> **Supplied data**

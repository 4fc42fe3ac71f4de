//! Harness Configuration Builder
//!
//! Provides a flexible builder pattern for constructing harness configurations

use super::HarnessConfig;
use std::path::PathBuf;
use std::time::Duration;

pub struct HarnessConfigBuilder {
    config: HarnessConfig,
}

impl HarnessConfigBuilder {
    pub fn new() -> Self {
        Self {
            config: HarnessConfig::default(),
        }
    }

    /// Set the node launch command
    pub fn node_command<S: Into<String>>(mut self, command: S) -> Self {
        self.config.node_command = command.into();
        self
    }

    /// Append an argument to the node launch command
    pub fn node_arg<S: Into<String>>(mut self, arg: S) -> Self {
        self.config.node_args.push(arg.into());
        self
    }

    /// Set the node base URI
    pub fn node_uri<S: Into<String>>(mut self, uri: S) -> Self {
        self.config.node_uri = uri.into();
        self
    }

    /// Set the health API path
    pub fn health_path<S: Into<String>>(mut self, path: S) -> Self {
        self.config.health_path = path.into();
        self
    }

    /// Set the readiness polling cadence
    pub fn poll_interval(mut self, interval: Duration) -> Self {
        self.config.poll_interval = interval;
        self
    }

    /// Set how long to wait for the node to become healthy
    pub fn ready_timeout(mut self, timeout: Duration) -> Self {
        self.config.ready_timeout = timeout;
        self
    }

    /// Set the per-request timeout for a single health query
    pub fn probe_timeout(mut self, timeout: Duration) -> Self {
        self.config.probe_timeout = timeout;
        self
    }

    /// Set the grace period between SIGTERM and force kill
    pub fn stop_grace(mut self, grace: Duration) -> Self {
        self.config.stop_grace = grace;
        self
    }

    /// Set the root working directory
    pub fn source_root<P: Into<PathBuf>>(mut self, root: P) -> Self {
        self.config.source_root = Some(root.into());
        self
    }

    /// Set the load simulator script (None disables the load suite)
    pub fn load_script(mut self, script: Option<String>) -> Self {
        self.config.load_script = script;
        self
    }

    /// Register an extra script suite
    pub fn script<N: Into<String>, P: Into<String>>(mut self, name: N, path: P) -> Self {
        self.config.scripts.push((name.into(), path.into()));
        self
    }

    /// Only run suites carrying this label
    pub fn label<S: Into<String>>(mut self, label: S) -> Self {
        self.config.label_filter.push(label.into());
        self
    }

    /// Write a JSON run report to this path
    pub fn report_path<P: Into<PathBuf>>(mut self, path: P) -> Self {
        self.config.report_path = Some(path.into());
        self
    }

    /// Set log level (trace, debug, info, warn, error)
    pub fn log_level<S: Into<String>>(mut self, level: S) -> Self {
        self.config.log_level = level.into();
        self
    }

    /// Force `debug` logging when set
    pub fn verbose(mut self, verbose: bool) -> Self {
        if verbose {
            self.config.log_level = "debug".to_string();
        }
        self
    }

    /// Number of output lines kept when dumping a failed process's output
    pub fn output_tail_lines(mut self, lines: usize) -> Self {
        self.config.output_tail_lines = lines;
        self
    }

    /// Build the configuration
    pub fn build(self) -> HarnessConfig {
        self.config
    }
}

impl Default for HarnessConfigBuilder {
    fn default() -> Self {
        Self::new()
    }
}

> **What the task asks**
Scan the lines above for "launch", then copy every one that has it.

> **Reply to the task**
    /// Set the node launch command
    /// Append an argument to the node launch command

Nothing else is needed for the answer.